407124: GYM102697 095 Techno Pop

Techno Pop

After listening to the Kraftwerk song Techno Pop, you decide that you want to pop a balloon. You have a spherical balloon that will pop when it reaches a volume of $$$v1$$$ in^3, and you blow up the balloon inside of a cube-shaped box with a volume of $$$v2$$$ in^3.

Given these values, figure out whether or not it is possible to pop the balloon in the cube-shaped box that you have.

Recall that the formula for the volume of a sphere is $$$\frac{4}{3}\pi{}r^3$$$, where $$$r$$$ represents the radius of the sphere, and the formula for the volume of a cube (or a cube-shaped box) is $$$s^3$$$, where $$$s$$$ represents the side length of the cube.

The only line of input contains two space-separated integers: $$$v1$$$ and $$$v2$$$, representing the volume that the spherical balloon needs to be greater than or equal to in order to pop, and the volume of the cube-shaped box, respectively. Both values are given in $$$in^3$$$.

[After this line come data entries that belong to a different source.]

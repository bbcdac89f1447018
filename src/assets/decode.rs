use std::io::Cursor;
use std::sync::Arc;

use anyhow::Context;

use crate::foundation::error::{SlideError, SlideResult};
use crate::foundation::math::{premultiply_rgba8_in_place, unpremultiply_rgba8_in_place};

/// Decoded raster image in premultiplied RGBA8 form.
#[derive(Clone, Debug, PartialEq)]
pub struct PreparedImage {
    /// Width in pixels.
    pub width: u32,
    /// Height in pixels.
    pub height: u32,
    /// Pixel bytes in row-major premultiplied RGBA8.
    pub rgba8_premul: Arc<Vec<u8>>,
}

impl PreparedImage {
    /// Wrap premultiplied pixels, checking the buffer length.
    pub fn from_premul(width: u32, height: u32, rgba8_premul: Vec<u8>) -> SlideResult<Self> {
        let expected = (width as usize)
            .saturating_mul(height as usize)
            .saturating_mul(4);
        if rgba8_premul.len() != expected {
            return Err(SlideError::decode(format!(
                "image byte len {} does not match {width}x{height}",
                rgba8_premul.len()
            )));
        }
        Ok(Self {
            width,
            height,
            rgba8_premul: Arc::new(rgba8_premul),
        })
    }
}

/// Decode any format the `image` crate understands into premultiplied RGBA8.
pub fn decode_image(bytes: &[u8]) -> SlideResult<PreparedImage> {
    let dyn_img = image::load_from_memory(bytes).context("decode image from memory")?;
    let rgba = dyn_img.to_rgba8();
    let (width, height) = rgba.dimensions();
    if width == 0 || height == 0 {
        return Err(SlideError::decode("image has zero size"));
    }

    let mut rgba8_premul = rgba.into_raw();
    premultiply_rgba8_in_place(&mut rgba8_premul);
    PreparedImage::from_premul(width, height, rgba8_premul)
}

/// Encode premultiplied RGBA8 pixels as PNG (straight alpha, as PNG requires).
pub fn encode_png_premul(width: u32, height: u32, rgba8_premul: &[u8]) -> SlideResult<Vec<u8>> {
    let mut straight = rgba8_premul.to_vec();
    unpremultiply_rgba8_in_place(&mut straight);
    let img = image::RgbaImage::from_raw(width, height, straight)
        .ok_or_else(|| SlideError::render("pixel buffer does not match frame size"))?;

    let mut out = Vec::new();
    image::DynamicImage::ImageRgba8(img)
        .write_to(&mut Cursor::new(&mut out), image::ImageFormat::Png)
        .context("encode png")?;
    Ok(out)
}

#[cfg(test)]
#[path = "../../tests/unit/assets/decode.rs"]
mod tests;
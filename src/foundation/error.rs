/// Convenience result type used across slidecraft.
pub type SlideResult<T> = Result<T, SlideError>;

/// Top-level error taxonomy used by editor and renderer APIs.
///
/// Most editor operations cannot fail: degenerate geometry is clamped and structural no-ops
/// are silent. Errors surface only at the IO, decode and raster boundaries.
#[derive(thiserror::Error, Debug)]
pub enum SlideError {
    /// Invalid user-provided or deck data.
    #[error("validation error: {0}")]
    Validation(String),

    /// Errors while decoding image bytes or registering fonts.
    #[error("decode error: {0}")]
    Decode(String),

    /// Errors while executing a render plan or encoding its output.
    #[error("render error: {0}")]
    Render(String),

    /// Errors when serializing or deserializing data structures.
    #[error("serialization error: {0}")]
    Serde(String),

    /// Wrapped lower-level error from dependencies or IO.
    #[error(transparent)]
    Other(#[from] anyhow::Error),
}

impl SlideError {
    /// Build a [`SlideError::Validation`] value.
    pub fn validation(msg: impl Into<String>) -> Self {
        Self::Validation(msg.into())
    }

    /// Build a [`SlideError::Decode`] value.
    pub fn decode(msg: impl Into<String>) -> Self {
        Self::Decode(msg.into())
    }

    /// Build a [`SlideError::Render`] value.
    pub fn render(msg: impl Into<String>) -> Self {
        Self::Render(msg.into())
    }

    /// Build a [`SlideError::Serde`] value.
    pub fn serde(msg: impl Into<String>) -> Self {
        Self::Serde(msg.into())
    }
}

impl From<serde_json::Error> for SlideError {
    fn from(err: serde_json::Error) -> Self {
        Self::Serde(err.to_string())
    }
}

#[cfg(test)]
#[path = "../../tests/unit/foundation/error.rs"]
mod tests;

Output "YES" (no quotes) if the balloon can pop inside of the box, and "NO" (no quotes) otherwise.

10 27

YES

10 8

NO

In the first example case, the balloon has room to inflate to at most 14.1 $$$in^3$$$, so the balloon can inflate to 10 $$$in^3$$$ and pop.

In the second example case, the balloon only has room to inflate to 4.2 $$$in^3$$$, so the balloon cannot pop inside of the cube-shaped box.